_TASK REQUIREMENTS_: Two lines below mark the span: the one containing "filename crates/taskwire-cli/src/config.rs" and the one containing "pub fn parse_scope(raw: &str)". Set down both, plus every line between, exactly as they stand, and nothing else.

_PROVIDED DATA_:
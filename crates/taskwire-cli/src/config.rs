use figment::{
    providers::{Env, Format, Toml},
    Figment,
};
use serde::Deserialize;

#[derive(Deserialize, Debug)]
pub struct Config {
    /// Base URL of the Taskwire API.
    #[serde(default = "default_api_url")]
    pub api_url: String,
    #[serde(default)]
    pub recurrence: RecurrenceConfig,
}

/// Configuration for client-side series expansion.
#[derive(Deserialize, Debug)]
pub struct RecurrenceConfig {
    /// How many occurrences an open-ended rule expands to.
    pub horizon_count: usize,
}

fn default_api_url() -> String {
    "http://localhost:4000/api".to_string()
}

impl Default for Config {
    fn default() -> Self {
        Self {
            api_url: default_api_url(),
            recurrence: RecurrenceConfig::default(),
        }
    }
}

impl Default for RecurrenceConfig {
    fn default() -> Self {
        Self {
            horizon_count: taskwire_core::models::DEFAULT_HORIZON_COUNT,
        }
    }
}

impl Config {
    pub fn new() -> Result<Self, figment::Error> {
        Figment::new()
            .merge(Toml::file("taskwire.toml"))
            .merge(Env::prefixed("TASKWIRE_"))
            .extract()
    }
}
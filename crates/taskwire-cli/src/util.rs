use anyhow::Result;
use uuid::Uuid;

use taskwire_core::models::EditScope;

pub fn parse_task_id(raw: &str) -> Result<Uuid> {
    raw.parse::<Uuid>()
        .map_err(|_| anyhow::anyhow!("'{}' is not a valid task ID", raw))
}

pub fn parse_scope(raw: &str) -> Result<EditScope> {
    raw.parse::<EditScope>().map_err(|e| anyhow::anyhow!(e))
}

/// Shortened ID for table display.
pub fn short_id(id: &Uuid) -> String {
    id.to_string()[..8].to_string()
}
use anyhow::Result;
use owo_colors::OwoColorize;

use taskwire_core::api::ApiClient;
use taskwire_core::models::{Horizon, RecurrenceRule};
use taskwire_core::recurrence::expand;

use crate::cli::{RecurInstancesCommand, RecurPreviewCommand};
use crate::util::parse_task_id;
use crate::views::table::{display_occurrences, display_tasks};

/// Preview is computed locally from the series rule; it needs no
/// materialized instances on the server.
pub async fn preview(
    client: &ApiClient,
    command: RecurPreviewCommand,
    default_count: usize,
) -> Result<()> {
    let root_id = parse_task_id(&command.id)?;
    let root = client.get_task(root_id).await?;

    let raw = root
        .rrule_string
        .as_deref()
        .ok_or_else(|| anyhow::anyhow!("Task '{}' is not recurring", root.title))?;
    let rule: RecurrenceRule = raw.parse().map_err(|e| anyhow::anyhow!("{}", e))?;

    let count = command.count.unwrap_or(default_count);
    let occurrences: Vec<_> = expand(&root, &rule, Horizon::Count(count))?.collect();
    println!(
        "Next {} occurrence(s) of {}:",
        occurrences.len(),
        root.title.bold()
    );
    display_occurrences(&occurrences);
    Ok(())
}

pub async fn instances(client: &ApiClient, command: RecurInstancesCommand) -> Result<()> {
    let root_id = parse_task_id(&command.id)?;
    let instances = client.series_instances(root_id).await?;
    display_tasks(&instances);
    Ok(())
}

...

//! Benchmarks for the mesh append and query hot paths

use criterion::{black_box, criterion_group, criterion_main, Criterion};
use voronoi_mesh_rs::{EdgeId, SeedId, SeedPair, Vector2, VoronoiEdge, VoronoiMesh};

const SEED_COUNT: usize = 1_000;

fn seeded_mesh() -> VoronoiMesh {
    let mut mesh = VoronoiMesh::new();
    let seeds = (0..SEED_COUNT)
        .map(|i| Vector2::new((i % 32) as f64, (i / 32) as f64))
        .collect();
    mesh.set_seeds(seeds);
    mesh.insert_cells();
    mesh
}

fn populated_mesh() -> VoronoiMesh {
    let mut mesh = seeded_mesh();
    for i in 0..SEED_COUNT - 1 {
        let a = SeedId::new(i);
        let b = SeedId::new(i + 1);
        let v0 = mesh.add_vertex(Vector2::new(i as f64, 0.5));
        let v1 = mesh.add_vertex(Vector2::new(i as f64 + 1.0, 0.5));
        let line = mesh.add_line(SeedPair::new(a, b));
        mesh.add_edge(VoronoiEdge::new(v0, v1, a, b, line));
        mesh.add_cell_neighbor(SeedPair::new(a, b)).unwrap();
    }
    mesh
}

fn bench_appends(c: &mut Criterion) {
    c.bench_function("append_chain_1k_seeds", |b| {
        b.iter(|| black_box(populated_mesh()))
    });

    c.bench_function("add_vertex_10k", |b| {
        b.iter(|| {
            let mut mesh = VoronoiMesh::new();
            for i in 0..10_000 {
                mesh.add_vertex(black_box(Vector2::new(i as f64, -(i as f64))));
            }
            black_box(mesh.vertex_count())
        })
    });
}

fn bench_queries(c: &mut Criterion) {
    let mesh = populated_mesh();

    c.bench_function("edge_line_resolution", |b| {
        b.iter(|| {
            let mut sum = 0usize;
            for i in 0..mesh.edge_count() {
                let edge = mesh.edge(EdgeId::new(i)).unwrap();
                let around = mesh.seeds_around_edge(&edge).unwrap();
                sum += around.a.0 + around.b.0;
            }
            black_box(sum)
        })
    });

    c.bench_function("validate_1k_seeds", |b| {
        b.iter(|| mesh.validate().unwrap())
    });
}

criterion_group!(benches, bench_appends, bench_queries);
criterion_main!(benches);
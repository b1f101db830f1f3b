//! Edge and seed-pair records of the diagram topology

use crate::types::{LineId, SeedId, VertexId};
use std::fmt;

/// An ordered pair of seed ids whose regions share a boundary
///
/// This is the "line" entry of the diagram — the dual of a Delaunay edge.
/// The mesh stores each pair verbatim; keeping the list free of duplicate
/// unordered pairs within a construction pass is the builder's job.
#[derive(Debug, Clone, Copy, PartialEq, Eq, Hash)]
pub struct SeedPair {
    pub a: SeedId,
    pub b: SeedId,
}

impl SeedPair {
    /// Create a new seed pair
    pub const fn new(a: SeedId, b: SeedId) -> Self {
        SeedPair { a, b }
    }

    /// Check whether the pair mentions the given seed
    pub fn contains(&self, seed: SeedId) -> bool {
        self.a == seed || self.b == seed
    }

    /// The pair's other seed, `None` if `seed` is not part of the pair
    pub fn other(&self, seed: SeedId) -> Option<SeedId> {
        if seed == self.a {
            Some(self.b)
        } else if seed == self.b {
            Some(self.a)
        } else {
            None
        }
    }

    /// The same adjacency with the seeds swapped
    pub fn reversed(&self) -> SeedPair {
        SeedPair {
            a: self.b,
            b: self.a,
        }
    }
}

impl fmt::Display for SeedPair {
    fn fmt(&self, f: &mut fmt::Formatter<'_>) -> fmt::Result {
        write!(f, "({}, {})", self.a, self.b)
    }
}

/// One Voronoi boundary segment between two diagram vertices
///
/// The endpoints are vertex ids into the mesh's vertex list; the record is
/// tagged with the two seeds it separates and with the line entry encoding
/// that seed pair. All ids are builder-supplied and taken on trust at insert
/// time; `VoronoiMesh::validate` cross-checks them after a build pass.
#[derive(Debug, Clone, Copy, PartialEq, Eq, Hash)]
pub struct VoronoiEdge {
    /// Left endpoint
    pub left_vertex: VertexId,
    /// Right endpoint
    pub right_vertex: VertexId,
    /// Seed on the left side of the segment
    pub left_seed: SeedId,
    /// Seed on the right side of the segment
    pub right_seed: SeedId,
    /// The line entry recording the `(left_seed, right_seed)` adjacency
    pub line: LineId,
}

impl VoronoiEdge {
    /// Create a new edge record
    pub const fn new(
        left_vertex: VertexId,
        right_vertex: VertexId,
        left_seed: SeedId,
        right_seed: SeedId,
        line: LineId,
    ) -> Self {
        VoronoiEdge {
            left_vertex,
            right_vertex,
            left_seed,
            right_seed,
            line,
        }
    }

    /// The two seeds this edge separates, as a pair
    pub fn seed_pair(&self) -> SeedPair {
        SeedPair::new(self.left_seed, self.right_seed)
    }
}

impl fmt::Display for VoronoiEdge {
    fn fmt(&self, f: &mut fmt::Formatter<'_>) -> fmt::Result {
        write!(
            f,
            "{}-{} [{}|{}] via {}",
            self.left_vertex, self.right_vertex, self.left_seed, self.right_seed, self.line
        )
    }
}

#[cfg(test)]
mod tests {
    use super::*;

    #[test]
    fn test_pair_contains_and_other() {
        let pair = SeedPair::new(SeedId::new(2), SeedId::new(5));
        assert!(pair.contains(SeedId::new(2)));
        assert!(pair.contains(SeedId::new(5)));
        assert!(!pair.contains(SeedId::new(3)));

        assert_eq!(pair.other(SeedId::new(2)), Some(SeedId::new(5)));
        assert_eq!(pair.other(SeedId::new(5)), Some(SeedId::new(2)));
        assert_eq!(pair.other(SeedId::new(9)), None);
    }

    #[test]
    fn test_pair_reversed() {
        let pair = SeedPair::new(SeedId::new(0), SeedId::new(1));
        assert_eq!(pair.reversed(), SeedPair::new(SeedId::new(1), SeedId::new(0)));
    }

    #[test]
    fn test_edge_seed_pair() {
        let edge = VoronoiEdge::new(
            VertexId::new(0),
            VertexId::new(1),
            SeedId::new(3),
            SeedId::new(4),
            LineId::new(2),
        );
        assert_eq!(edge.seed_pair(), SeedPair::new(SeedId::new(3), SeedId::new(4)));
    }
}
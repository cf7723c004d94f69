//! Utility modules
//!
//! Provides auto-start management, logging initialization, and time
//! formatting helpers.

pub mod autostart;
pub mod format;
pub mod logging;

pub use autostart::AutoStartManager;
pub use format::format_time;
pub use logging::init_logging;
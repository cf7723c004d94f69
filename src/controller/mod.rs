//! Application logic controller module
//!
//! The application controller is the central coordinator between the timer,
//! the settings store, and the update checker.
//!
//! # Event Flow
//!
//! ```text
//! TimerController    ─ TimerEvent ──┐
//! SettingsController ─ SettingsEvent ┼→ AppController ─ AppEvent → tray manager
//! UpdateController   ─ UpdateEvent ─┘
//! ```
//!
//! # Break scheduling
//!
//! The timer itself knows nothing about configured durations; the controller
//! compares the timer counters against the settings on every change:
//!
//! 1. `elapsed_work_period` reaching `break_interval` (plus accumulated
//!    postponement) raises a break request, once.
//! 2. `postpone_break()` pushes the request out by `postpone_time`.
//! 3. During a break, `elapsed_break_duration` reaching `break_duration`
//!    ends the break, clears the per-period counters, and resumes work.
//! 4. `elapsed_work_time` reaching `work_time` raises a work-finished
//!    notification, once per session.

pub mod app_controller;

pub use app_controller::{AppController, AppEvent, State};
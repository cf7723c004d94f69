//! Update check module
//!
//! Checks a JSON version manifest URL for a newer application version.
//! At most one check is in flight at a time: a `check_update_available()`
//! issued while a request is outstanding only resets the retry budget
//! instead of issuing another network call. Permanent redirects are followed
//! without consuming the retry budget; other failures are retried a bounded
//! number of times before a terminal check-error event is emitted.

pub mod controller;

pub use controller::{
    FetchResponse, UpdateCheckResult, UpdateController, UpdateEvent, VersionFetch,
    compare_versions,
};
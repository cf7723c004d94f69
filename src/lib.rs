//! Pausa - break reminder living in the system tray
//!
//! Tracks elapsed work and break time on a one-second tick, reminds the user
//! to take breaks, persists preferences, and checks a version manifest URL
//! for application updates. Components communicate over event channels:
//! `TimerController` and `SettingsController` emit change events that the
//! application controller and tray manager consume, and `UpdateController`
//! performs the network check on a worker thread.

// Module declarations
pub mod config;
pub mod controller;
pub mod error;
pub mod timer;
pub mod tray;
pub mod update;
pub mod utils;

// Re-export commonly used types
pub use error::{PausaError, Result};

---

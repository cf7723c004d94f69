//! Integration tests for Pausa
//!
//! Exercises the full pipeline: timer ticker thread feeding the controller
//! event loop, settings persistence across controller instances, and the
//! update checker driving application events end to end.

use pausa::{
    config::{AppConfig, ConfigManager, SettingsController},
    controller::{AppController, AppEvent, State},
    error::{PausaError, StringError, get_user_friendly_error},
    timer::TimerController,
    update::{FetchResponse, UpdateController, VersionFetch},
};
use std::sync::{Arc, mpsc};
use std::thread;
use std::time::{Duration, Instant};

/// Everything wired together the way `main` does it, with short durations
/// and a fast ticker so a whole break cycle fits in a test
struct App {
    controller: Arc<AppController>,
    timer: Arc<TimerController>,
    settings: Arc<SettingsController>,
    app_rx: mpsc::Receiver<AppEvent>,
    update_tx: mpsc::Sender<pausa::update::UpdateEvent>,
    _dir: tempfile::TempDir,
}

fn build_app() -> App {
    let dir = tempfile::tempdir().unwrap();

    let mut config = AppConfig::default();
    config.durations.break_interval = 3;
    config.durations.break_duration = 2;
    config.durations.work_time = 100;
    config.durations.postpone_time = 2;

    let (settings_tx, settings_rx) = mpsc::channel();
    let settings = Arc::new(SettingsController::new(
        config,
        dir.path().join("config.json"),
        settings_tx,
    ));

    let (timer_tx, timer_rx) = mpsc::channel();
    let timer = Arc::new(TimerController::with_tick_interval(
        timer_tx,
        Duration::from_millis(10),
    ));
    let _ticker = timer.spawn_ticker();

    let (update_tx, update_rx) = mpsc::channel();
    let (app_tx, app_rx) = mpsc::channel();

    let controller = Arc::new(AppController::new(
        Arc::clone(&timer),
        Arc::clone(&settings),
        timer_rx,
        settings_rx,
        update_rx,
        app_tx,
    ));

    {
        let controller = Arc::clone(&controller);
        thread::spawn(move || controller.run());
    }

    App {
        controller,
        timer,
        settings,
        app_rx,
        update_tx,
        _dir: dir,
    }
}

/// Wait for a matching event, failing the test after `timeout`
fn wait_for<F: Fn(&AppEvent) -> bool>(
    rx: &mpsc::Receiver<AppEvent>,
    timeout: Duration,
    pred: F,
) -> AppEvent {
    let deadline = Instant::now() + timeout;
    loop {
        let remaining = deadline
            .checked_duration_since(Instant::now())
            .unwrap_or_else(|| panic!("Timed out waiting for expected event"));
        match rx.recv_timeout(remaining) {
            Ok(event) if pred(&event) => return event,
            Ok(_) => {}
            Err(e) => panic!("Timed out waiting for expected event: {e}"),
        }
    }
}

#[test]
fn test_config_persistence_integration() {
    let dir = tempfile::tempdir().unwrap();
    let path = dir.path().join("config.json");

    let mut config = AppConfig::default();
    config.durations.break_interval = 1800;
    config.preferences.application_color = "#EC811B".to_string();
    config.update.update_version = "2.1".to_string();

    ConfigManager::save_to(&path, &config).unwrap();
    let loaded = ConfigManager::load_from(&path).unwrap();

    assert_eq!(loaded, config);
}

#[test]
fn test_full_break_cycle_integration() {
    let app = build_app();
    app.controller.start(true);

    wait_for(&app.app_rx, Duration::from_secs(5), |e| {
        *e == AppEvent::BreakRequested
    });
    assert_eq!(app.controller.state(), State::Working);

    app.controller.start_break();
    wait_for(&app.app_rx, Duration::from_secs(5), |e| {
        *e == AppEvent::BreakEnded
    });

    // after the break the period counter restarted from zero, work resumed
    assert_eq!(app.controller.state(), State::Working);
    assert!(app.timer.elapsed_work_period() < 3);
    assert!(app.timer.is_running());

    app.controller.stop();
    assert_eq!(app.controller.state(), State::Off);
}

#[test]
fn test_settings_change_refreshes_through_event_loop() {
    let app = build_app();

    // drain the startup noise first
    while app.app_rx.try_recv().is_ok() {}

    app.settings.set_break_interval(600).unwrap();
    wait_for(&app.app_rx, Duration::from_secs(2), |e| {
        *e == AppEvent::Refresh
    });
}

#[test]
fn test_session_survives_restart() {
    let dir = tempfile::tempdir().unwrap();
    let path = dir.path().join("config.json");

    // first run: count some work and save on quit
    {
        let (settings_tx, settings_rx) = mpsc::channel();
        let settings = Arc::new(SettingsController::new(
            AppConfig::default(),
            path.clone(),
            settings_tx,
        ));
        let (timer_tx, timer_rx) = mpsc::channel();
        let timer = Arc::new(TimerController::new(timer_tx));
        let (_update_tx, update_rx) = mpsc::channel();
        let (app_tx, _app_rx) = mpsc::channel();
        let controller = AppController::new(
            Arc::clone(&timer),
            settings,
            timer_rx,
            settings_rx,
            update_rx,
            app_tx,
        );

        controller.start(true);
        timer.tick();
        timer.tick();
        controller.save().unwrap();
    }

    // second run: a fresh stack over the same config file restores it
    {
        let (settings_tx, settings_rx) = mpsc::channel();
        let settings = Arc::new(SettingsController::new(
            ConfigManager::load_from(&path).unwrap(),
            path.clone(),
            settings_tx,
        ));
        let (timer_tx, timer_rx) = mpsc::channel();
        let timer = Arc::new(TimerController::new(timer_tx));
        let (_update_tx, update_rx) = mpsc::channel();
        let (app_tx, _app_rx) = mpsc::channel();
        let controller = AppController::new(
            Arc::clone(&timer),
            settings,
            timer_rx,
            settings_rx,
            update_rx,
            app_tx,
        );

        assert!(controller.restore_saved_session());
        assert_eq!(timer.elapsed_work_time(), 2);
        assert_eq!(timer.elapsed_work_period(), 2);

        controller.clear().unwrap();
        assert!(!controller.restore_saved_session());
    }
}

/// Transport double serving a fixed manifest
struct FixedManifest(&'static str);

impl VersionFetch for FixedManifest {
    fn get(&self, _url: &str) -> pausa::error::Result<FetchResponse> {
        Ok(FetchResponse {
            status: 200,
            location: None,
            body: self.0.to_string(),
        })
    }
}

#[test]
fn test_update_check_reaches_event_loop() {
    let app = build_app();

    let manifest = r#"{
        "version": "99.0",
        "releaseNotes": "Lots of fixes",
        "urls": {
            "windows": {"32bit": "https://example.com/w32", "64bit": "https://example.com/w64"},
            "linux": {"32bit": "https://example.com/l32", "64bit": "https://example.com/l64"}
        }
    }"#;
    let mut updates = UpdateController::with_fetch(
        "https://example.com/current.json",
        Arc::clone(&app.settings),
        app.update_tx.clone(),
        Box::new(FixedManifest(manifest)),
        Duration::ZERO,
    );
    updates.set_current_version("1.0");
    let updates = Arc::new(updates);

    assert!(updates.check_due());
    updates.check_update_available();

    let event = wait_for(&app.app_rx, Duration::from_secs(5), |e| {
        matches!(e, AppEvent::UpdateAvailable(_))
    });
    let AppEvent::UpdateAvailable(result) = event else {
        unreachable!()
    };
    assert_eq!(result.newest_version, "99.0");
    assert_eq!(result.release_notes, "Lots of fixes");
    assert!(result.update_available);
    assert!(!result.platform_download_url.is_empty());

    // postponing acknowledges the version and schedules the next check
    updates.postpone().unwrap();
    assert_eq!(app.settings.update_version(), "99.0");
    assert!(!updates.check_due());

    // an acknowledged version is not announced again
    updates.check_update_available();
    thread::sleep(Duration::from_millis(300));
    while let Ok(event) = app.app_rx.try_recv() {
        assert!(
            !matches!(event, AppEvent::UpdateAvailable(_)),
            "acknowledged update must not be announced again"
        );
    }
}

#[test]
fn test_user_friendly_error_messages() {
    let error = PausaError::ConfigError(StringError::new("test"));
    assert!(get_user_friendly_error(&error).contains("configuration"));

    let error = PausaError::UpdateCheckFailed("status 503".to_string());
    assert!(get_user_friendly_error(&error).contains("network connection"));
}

_RESULT FOR THIS TASK_:
filename crates/taskwire-cli/src/config.rs
use figment::{
    providers::{Env, Format, Toml},
    Figment,
};
use serde::Deserialize;

#[derive(Deserialize, Debug)]
pub struct Config {
    /// Base URL of the Taskwire API.
    #[serde(default = "default_api_url")]
    pub api_url: String,
    #[serde(default)]
    pub recurrence: RecurrenceConfig,
}

/// Configuration for client-side series expansion.
#[derive(Deserialize, Debug)]
pub struct RecurrenceConfig {
    /// How many occurrences an open-ended rule expands to.
    pub horizon_count: usize,
}

fn default_api_url() -> String {
    "http://localhost:4000/api".to_string()
}

impl Default for Config {
    fn default() -> Self {
        Self {
            api_url: default_api_url(),
            recurrence: RecurrenceConfig::default(),
        }
    }
}

impl Default for RecurrenceConfig {
    fn default() -> Self {
        Self {
            horizon_count: taskwire_core::models::DEFAULT_HORIZON_COUNT,
        }
    }
}

impl Config {
    pub fn new() -> Result<Self, figment::Error> {
        Figment::new()
            .merge(Toml::file("taskwire.toml"))
            .merge(Env::prefixed("TASKWIRE_"))
            .extract()
    }
}
filename crates/taskwire-cli/src/util.rs
use anyhow::Result;
use uuid::Uuid;

use taskwire_core::models::EditScope;

pub fn parse_task_id(raw: &str) -> Result<Uuid> {
    raw.parse::<Uuid>()
        .map_err(|_| anyhow::anyhow!("'{}' is not a valid task ID", raw))
}

pub fn parse_scope(raw: &str) -> Result<EditScope> {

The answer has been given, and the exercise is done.